[Supplied data]

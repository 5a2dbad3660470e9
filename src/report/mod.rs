//! Display data for one analysis: gauges, the word chart, the parallel text
//! and the annotated fragments.

use crate::pipeline::{AnalysisResult, FragmentScore, TextAnalyzer};
use crate::sentiment::SentimentModel;
use crate::text::WordCount;
use crate::translation::Translator;
use crate::utils::AnalysisConfig;
use serde::{Deserialize, Serialize};
use std::fmt::Write as _;
use uuid::Uuid;

#[derive(Debug, Clone, Copy, PartialEq, Eq, Serialize, Deserialize)]
#[serde(rename_all = "snake_case")]
pub enum Tone {
    Positive,
    Neutral,
    Negative,
}

impl Tone {
    /// Strict comparison: a polarity exactly on the band edge is neutral.
    pub fn from_polarity(polarity: f64, band: f64) -> Self {
        if polarity > band {
            Tone::Positive
        } else if polarity < -band {
            Tone::Negative
        } else {
            Tone::Neutral
        }
    }

    pub fn fragment_marker(&self) -> &'static str {
        match self {
            Tone::Positive => "📗",
            Tone::Negative => "📕",
            Tone::Neutral => "📘",
        }
    }

    pub fn label(&self) -> &'static str {
        match self {
            Tone::Positive => "✨ Positive tone",
            Tone::Negative => "🌧️ Negative tone",
            Tone::Neutral => "🕯️ Neutral tone",
        }
    }
}

#[derive(Debug, Clone, Copy, PartialEq, Eq, Serialize, Deserialize)]
#[serde(rename_all = "snake_case")]
pub enum SubjectivityLevel {
    High,
    Objective,
}

impl SubjectivityLevel {
    pub fn from_score(subjectivity: f64, threshold: f64) -> Self {
        if subjectivity > threshold {
            SubjectivityLevel::High
        } else {
            SubjectivityLevel::Objective
        }
    }

    pub fn label(&self) -> &'static str {
        match self {
            SubjectivityLevel::High => "🎭 High subjectivity",
            SubjectivityLevel::Objective => "🗂️ Mostly objective",
        }
    }
}

#[derive(Debug, Clone, PartialEq, Serialize, Deserialize)]
pub struct SentimentGauge {
    pub polarity: f64,
    /// `(polarity + 1) / 2`, ready for a 0..1 progress bar.
    pub progress: f64,
    pub tone: Tone,
    pub label: String,
}

impl SentimentGauge {
    pub fn new(polarity: f64, band: f64) -> Self {
        let tone = Tone::from_polarity(polarity, band);
        Self {
            polarity,
            progress: ((polarity + 1.0) / 2.0).clamp(0.0, 1.0),
            tone,
            label: format!("{} ({:.2})", tone.label(), polarity),
        }
    }
}

#[derive(Debug, Clone, PartialEq, Serialize, Deserialize)]
pub struct SubjectivityGauge {
    pub subjectivity: f64,
    pub progress: f64,
    pub level: SubjectivityLevel,
    pub label: String,
}

impl SubjectivityGauge {
    pub fn new(subjectivity: f64, threshold: f64) -> Self {
        let level = SubjectivityLevel::from_score(subjectivity, threshold);
        Self {
            subjectivity,
            progress: subjectivity.clamp(0.0, 1.0),
            level,
            label: format!("{} ({:.2})", level.label(), subjectivity),
        }
    }
}

#[derive(Debug, Clone, PartialEq, Eq, Serialize, Deserialize)]
pub struct ParallelText {
    pub original: String,
    pub translated: String,
}

#[derive(Debug, Clone, PartialEq, Serialize, Deserialize)]
pub struct FragmentAnnotation {
    pub number: usize,
    pub marker: String,
    pub tone: Tone,
    pub original: String,
    pub translated: String,
    pub polarity: f64,
}

impl FragmentAnnotation {
    fn from_score(score: FragmentScore, band: f64) -> Self {
        let tone = Tone::from_polarity(score.sentiment.polarity, band);
        Self {
            number: score.number,
            marker: tone.fragment_marker().to_string(),
            tone,
            original: score.pair.original,
            translated: score.pair.translated,
            polarity: score.sentiment.polarity,
        }
    }
}

/// Presentation-ready view of an [`AnalysisResult`].
#[derive(Debug, Clone, PartialEq, Serialize, Deserialize)]
pub struct AnalysisReport {
    pub id: Uuid,
    pub sentiment: SentimentGauge,
    pub subjectivity: SubjectivityGauge,
    pub top_words: Vec<WordCount>,
    pub parallel_text: ParallelText,
    pub fragments: Vec<FragmentAnnotation>,
    #[serde(skip_serializing_if = "Option::is_none")]
    pub translation_warning: Option<String>,
}

impl AnalysisReport {
    /// Builds the report, re-scoring each displayed fragment through the
    /// analyzer's sentiment model.
    pub fn build<T: Translator, S: SentimentModel>(
        analyzer: &TextAnalyzer<T, S>,
        result: &AnalysisResult,
        config: &AnalysisConfig,
    ) -> Self {
        let fragments = analyzer
            .annotate_fragments(result, config.max_fragments)
            .into_iter()
            .map(|score| FragmentAnnotation::from_score(score, config.neutral_band))
            .collect();
        let overall = result.sentiment();

        Self {
            id: result.id,
            sentiment: SentimentGauge::new(overall.polarity, config.neutral_band),
            subjectivity: SubjectivityGauge::new(
                overall.subjectivity,
                config.subjectivity_threshold,
            ),
            top_words: result.word_frequencies.top(config.top_words).to_vec(),
            parallel_text: ParallelText {
                original: result.original_text.clone(),
                translated: result.translated_text.clone(),
            },
            fragments,
            translation_warning: result
                .translation
                .fallback_reason()
                .map(|reason| {
                    format!("Translation unavailable, the original text was analyzed ({})", reason)
                }),
        }
    }

    /// Plain-text rendering for terminals and tool output.
    pub fn render_text(&self) -> String {
        let mut out = String::new();

        if let Some(warning) = &self.translation_warning {
            let _ = writeln!(out, "⚠️  {}", warning);
            let _ = writeln!(out);
        }

        let _ = writeln!(out, "Emotional temperature");
        let _ = writeln!(out, "  {} {}", bar(self.sentiment.progress, 30), self.sentiment.label);
        let _ = writeln!(out, "Subjectivity");
        let _ = writeln!(
            out,
            "  {} {}",
            bar(self.subjectivity.progress, 30),
            self.subjectivity.label
        );

        if !self.top_words.is_empty() {
            let _ = writeln!(out);
            let _ = writeln!(out, "Most resonant words");
            let max = self.top_words.first().map(|w| w.count).unwrap_or(1).max(1);
            let width = self
                .top_words
                .iter()
                .map(|w| w.word.chars().count())
                .max()
                .unwrap_or(0);
            for entry in &self.top_words {
                let _ = writeln!(
                    out,
                    "  {:<width$} {} {}",
                    entry.word,
                    bar(entry.count as f64 / max as f64, 20),
                    entry.count,
                    width = width
                );
            }
        }

        if !self.fragments.is_empty() {
            let _ = writeln!(out);
            let _ = writeln!(out, "Examined fragments");
            for fragment in &self.fragments {
                let _ = writeln!(
                    out,
                    "  {}. {} \"{}\"",
                    fragment.number, fragment.marker, fragment.original
                );
                let _ = writeln!(
                    out,
                    "     → \"{}\" (emotional index: {:.2})",
                    fragment.translated, fragment.polarity
                );
            }
        }

        out
    }
}

fn bar(fraction: f64, width: usize) -> String {
    let filled = (fraction.clamp(0.0, 1.0) * width as f64).round() as usize;
    format!("[{}{}]", "█".repeat(filled), "░".repeat(width - filled))
}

[/Supplied data]

Problem requirements » After reading the entries above, report the number of lines that include the string "ready". Give no other text.

Output below » 2